As mentioned above, in a BWR, the number of voids increases toward the top of the core, so the density of water, which is a neutron moderator, is low in the top of the core, and the density of water is high in the bottom of the core. For this reason, if the average weight percent of gadolinia in the axial direction is the same, the neutron spectrum is softer in the lower part of the core than in the upper part, so the combustion of gadolinia proceeds faster. As a result, the rate of increase in the reactivity in the lower part of the core as the combustion of gadolinia progresses becomes faster, making it easier for the axial power distribution to peak at the lower part.

In the present invention, in order to appropriately control this, the average concentration of gadolinia in the lower region is increased by 0.5% by weight. This concentration difference of 0.5% by weight was selected so that the effect of flattening the axial power distribution would be optimal.

In this example, there are three types of gadolinia-containing fuel rods, but this is due to consideration in fuel production, and is to ensure that the difference in gadolinia concentration within the same fuel is approximately 1% by weight or more.

Furthermore, in the present invention, the average weight of gadolinia in the lower region of the gadolinia-containing fuel rod 18 is set to 2.0% by weight, which is lower than 4.0% by weight in the central region, so that the axial power distribution at the beginning of the cycle has a lower peak. After suppressing this, the core reactivity is obtained by achieving a moderate lower peak after the middle of the cycle after the gadolinia in the lower region has been burned.

The power peaking margin of the fuel assembly caused by the axial enrichment distribution and gadolinia concentration difference obtained by such selection is about 15% to 20%. In the fuel assembly of the present invention, the margin of output peaking is used to alleviate the increase in peaking due to higher burnup and to gain the reactivity as described above, thereby improving fuel economy.

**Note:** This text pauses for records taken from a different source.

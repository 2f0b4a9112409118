//! Collaborator a shard notifies as triples are written or superseded, so
//! `STRING`/`VECTOR`/`GEO_POINT` predicates stay queryable through the
//! full-text, vector, and geo indexes (spec §4.6: indexes are "built from
//! the row table"). Kept as a trait here, mirroring [`crate::ManifestSink`],
//! so `edgegraph-store` carries no dependency on `edgegraph-index` (which
//! itself depends on this crate for `BlobStore`).

use async_trait::async_trait;

use edgegraph_types::Triple;

use crate::error::StoreResult;

#[async_trait]
pub trait IndexSink: Send + Sync {
    /// Indexes `triple`'s current value. Implementations ignore value
    /// kinds they don't cover (everything but `STRING`/`VECTOR`/
    /// `GEO_POINT`).
    async fn index_triple(&self, triple: &Triple) -> StoreResult<()>;

    /// Removes the entry `triple` previously added via `index_triple`,
    /// called with the value being superseded by an update or tombstoned
    /// by a delete.
    async fn remove_triple(&self, triple: &Triple) -> StoreResult<()>;
}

As shown in FIG. 3, the upper region C3 of the enriched uranium region in the fuel assembly (20724
The cross-sectional average enrichment of the fuel rods 16. to 23/24) is approximately equal to the cross-sectional average enrichment of the lower region CI (1/24 to 10/24 of the fuel effective length H), and is a low enrichment region.
It corresponds to the low concentration range of 17 burnable poisons and compensates for the reduction in reactor shutdown margin. Further, the axial length of the upper region of the enriched uranium region (3724 of the fuel effective length H) was determined so as to maximize the economic effect of reducing burnable poisons.

As described above, according to the fuel assembly of the present invention, fuel economy can be significantly improved.

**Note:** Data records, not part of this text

//! Typed server configuration (SPEC_FULL.md §1 "Configuration"): a
//! `serde`-deserialized struct loaded from TOML, validated with
//! descriptive errors before anything binds a socket, mirroring the
//! teacher's `Config`/`validate_config` split in `nearcore::config`.

use std::path::Path;

use serde::{Deserialize, Serialize};
use thiserror::Error;

fn default_home() -> String {
    "https://edgegraph.local".to_string()
}
fn default_num_shards() -> u32 {
    edgegraph_planner::NUM_SHARDS
}
fn default_bloom_capacity() -> usize {
    edgegraph_bloom::DEFAULT_CAPACITY
}
fn default_bloom_fpr() -> f64 {
    edgegraph_bloom::DEFAULT_FPR
}
fn default_max_buffered_triples() -> usize {
    edgegraph_store::DEFAULT_MAX_BUFFERED_TRIPLES
}
fn default_max_pending_batches() -> usize {
    edgegraph_store::DEFAULT_MAX_PENDING_BATCHES
}
fn default_max_cached_namespaces() -> usize {
    edgegraph_manifest::DEFAULT_MAX_CACHED_NAMESPACES
}
fn default_max_entities_per_namespace() -> usize {
    edgegraph_manifest::DEFAULT_MAX_ENTITIES_PER_NAMESPACE
}
fn default_plan_cache_capacity() -> usize {
    1024
}
fn default_max_concurrent_shard_requests() -> usize {
    edgegraph_exec::DEFAULT_MAX_CONCURRENT_SHARD_REQUESTS
}
fn default_max_refs_per_source() -> usize {
    edgegraph_exec::DEFAULT_MAX_REFS_PER_SOURCE
}
fn default_http_addr() -> String {
    "127.0.0.1:8080".to_string()
}
fn default_ws_addr() -> String {
    "127.0.0.1:8081".to_string()
}
fn default_blob_dir() -> String {
    "./data/blobs".to_string()
}

/// Bounds applied to every inbound request before a method handler ever
/// sees it (spec §4.10).
#[derive(Debug, Clone, Serialize, Deserialize)]
#[serde(default)]
pub struct RpcLimitsConfig {
    pub max_size: usize,
    pub max_depth: usize,
    pub max_keys: usize,
    pub request_timeout_ms: u64,
}

impl Default for RpcLimitsConfig {
    fn default() -> Self {
        Self {
            max_size: edgegraph_rpc::DEFAULT_MAX_SIZE,
            max_depth: edgegraph_rpc::DEFAULT_MAX_DEPTH,
            max_keys: edgegraph_rpc::DEFAULT_MAX_KEYS,
            request_timeout_ms: 30_000,
        }
    }
}

#[derive(Debug, Clone, Serialize, Deserialize)]
#[serde(default)]
pub struct Config {
    /// The namespace this process serves, used to key shard routing and
    /// blob/manifest paths (spec glossary: "namespace").
    #[serde(default = "default_home")]
    pub namespace: String,
    #[serde(default = "default_num_shards")]
    pub num_shards: u32,
    #[serde(default = "default_bloom_capacity")]
    pub bloom_capacity: usize,
    #[serde(default = "default_bloom_fpr")]
    pub bloom_false_positive_rate: f64,
    #[serde(default = "default_max_buffered_triples")]
    pub writer_max_buffered_triples: usize,
    #[serde(default = "default_max_pending_batches")]
    pub writer_max_pending_batches: usize,
    #[serde(default = "default_max_cached_namespaces")]
    pub manifest_max_cached_namespaces: usize,
    #[serde(default = "default_max_entities_per_namespace")]
    pub manifest_max_entities_per_namespace: usize,
    #[serde(default = "default_plan_cache_capacity")]
    pub planner_cache_capacity: usize,
    #[serde(default = "default_max_concurrent_shard_requests")]
    pub exec_max_concurrent_shard_requests: usize,
    #[serde(default = "default_max_refs_per_source")]
    pub exec_max_refs_per_source: usize,
    #[serde(default = "default_http_addr")]
    pub http_addr: String,
    #[serde(default = "default_ws_addr")]
    pub ws_addr: String,
    #[serde(default = "default_blob_dir")]
    pub blob_dir: String,
    #[serde(default)]
    pub rpc_limits: RpcLimitsConfig,
}

impl Default for Config {
    fn default() -> Self {
        Self {
            namespace: default_home(),
            num_shards: default_num_shards(),
            bloom_capacity: default_bloom_capacity(),
            bloom_false_positive_rate: default_bloom_fpr(),
            writer_max_buffered_triples: default_max_buffered_triples(),
            writer_max_pending_batches: default_max_pending_batches(),
            manifest_max_cached_namespaces: default_max_cached_namespaces(),
            manifest_max_entities_per_namespace: default_max_entities_per_namespace(),
            planner_cache_capacity: default_plan_cache_capacity(),
            exec_max_concurrent_shard_requests: default_max_concurrent_shard_requests(),
            exec_max_refs_per_source: default_max_refs_per_source(),
            http_addr: default_http_addr(),
            ws_addr: default_ws_addr(),
            blob_dir: default_blob_dir(),
            rpc_limits: RpcLimitsConfig::default(),
        }
    }
}

#[derive(Debug, Error)]
pub enum ConfigError {
    #[error("could not read config file {path}: {source}")]
    Read { path: String, source: std::io::Error },
    #[error("config file {path} is not valid TOML: {source}")]
    Parse { path: String, source: toml::de::Error },
    #[error("config failed validation:\n{}", .0.join("\n"))]
    Invalid(Vec<String>),
}

impl Config {
    /// Loads and validates a config file, the way `nearcore::config` loads
    /// and then runs `validate_config` over `config.json` before the node
    /// starts.
    pub fn load(path: &Path) -> Result<Self, ConfigError> {
        let raw = std::fs::read_to_string(path)
            .map_err(|source| ConfigError::Read { path: path.display().to_string(), source })?;
        let config: Config =
            toml::from_str(&raw).map_err(|source| ConfigError::Parse { path: path.display().to_string(), source })?;
        config.validate()?;
        Ok(config)
    }

    /// Accumulates every violation instead of failing on the first one, so
    /// an operator sees the whole list of problems in one pass.
    pub fn validate(&self) -> Result<(), ConfigError> {
        let mut errors = Vec::new();

        if self.num_shards == 0 {
            errors.push("num_shards must be greater than zero".to_string());
        }
        if self.bloom_capacity == 0 {
            errors.push("bloom_capacity must be greater than zero".to_string());
        }
        if !(0.0..1.0).contains(&self.bloom_false_positive_rate) {
            errors.push(format!(
                "bloom_false_positive_rate must be in (0.0, 1.0), got {}",
                self.bloom_false_positive_rate
            ));
        }
        if self.writer_max_buffered_triples == 0 {
            errors.push("writer_max_buffered_triples must be greater than zero".to_string());
        }
        if self.writer_max_pending_batches == 0 {
            errors.push("writer_max_pending_batches must be greater than zero".to_string());
        }
        if self.manifest_max_cached_namespaces == 0 {
            errors.push("manifest_max_cached_namespaces must be greater than zero".to_string());
        }
        if self.planner_cache_capacity == 0 {
            errors.push("planner_cache_capacity must be greater than zero".to_string());
        }
        if self.exec_max_concurrent_shard_requests == 0 {
            errors.push("exec_max_concurrent_shard_requests must be greater than zero".to_string());
        }
        if self.exec_max_refs_per_source == 0 {
            errors.push("exec_max_refs_per_source must be greater than zero".to_string());
        }
        if self.rpc_limits.max_size == 0 {
            errors.push("rpc_limits.max_size must be greater than zero".to_string());
        }
        if self.rpc_limits.max_depth == 0 {
            errors.push("rpc_limits.max_depth must be greater than zero".to_string());
        }
        if self.http_addr.parse::<std::net::SocketAddr>().is_err() {
            errors.push(format!("http_addr {:?} is not a valid socket address", self.http_addr));
        }
        if self.ws_addr.parse::<std::net::SocketAddr>().is_err() {
            errors.push(format!("ws_addr {:?} is not a valid socket address", self.ws_addr));
        }
        if self.http_addr == self.ws_addr {
            errors.push("http_addr and ws_addr must not be the same socket address".to_string());
        }

        if errors.is_empty() {
            Ok(())
        } else {
            Err(ConfigError::Invalid(errors))
        }
    }
}

#[cfg(test)]
mod tests {
    use super::*;

    #[test]
    fn defaults_pass_validation() {
        Config::default().validate().unwrap();
    }

    #[test]
    fn zero_shard_count_is_rejected() {
        let config = Config { num_shards: 0, ..Config::default() };
        let err = config.validate().unwrap_err();
        assert!(matches!(err, ConfigError::Invalid(_)));
    }

    #[test]
    fn identical_http_and_ws_addr_is_rejected() {
        let config = Config { ws_addr: default_http_addr(), ..Config::default() };
        let err = config.validate().unwrap_err();
        match err {
            ConfigError::Invalid(messages) => assert!(messages.iter().any(|m| m.contains("must not be the same"))),
            _ => panic!("expected Invalid"),
        }
    }

    #[test]
    fn malformed_bloom_fpr_is_rejected() {
        let config = Config { bloom_false_positive_rate: 1.5, ..Config::default() };
        assert!(config.validate().is_err());
    }

    #[test]
    fn load_reads_toml_and_validates() {
        let dir = tempfile::tempdir().unwrap();
        let path = dir.path().join("config.toml");
        std::fs::write(&path, "namespace = \"https://ex.com\"\nnum_shards = 8\n").unwrap();
        let config = Config::load(&path).unwrap();
        assert_eq!(config.namespace, "https://ex.com");
        assert_eq!(config.num_shards, 8);
    }

    #[test]
    fn load_reports_missing_file() {
        let err = Config::load(Path::new("/nonexistent/config.toml")).unwrap_err();
        assert!(matches!(err, ConfigError::Read { .. }));
    }
}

In other words, the fuel assembly of the present invention can achieve the target high burnup at the lowest possible enrichment while ensuring a sufficient safety margin for the reactor, thereby reducing the cost required for the fuel cycle. It can be significantly reduced. Furthermore, the amount of spent fuel assemblies generated can be significantly reduced.

[Effects of the Invention] According to the present invention, deterioration in core performance due to high burnup can be eliminated, and margin of power peaking can be used to improve fuel economy, and extraction energy can be significantly increased.

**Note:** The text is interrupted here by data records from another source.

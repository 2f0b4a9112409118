//! The two error envelope shapes the spec fixes (§4.10/§6): HTTP-shaped
//! responses nest under `error`, WebSocket-shaped ones are a flat frame
//! tagged `type: "error"`.

use serde::Serialize;

use crate::error::{RpcError, RpcErrorCode};

#[derive(Debug, Clone, Serialize)]
pub struct HttpErrorBody {
    pub code: RpcErrorCode,
    pub message: String,
    #[serde(skip_serializing_if = "Option::is_none")]
    pub details: Option<String>,
}

#[derive(Debug, Clone, Serialize)]
pub struct HttpErrorEnvelope {
    pub error: HttpErrorBody,
}

#[derive(Debug, Clone, Serialize)]
pub struct WsErrorEnvelope {
    #[serde(rename = "type")]
    pub kind: &'static str,
    pub code: RpcErrorCode,
    pub message: String,
    #[serde(skip_serializing_if = "Option::is_none")]
    pub id: Option<String>,
    #[serde(skip_serializing_if = "Option::is_none")]
    pub details: Option<String>,
}

impl RpcError {
    pub fn to_http_envelope(&self) -> HttpErrorEnvelope {
        HttpErrorEnvelope {
            error: HttpErrorBody { code: self.code, message: self.message.clone(), details: self.details.clone() },
        }
    }

    pub fn to_ws_envelope(&self, id: Option<String>) -> WsErrorEnvelope {
        WsErrorEnvelope { kind: "error", code: self.code, message: self.message.clone(), id, details: self.details.clone() }
    }
}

[Brief explanation of drawings]

FIG. 1 is a cross-sectional view of a fuel assembly that is an embodiment of the present invention;
Fig. 2 is an explanatory diagram showing the enrichment and gadolinia distribution of the fuel rods constituting the fuel assembly shown in Fig. 1, and Fig. 3 shows the enrichment and the distribution of burnable poisons constituting the fuel assembly of the present invention. FIG. 10...Fuel assembly 20 (11-18)...Fuel rod 21...Water rod 22...
...Channel box 30... Control rod

Claims (1)

[Claims] In a fuel assembly having a plurality of fuel rods filled with fuel material inside, the average content of burnable poison is increased in the lower region in the axial direction of the fuel assembly than in the upper region, and A fuel assembly characterized in that the unit length of one or two of the fuel rods in the lower region and the content of burnable poison per fuel rod are smaller than in the upper region.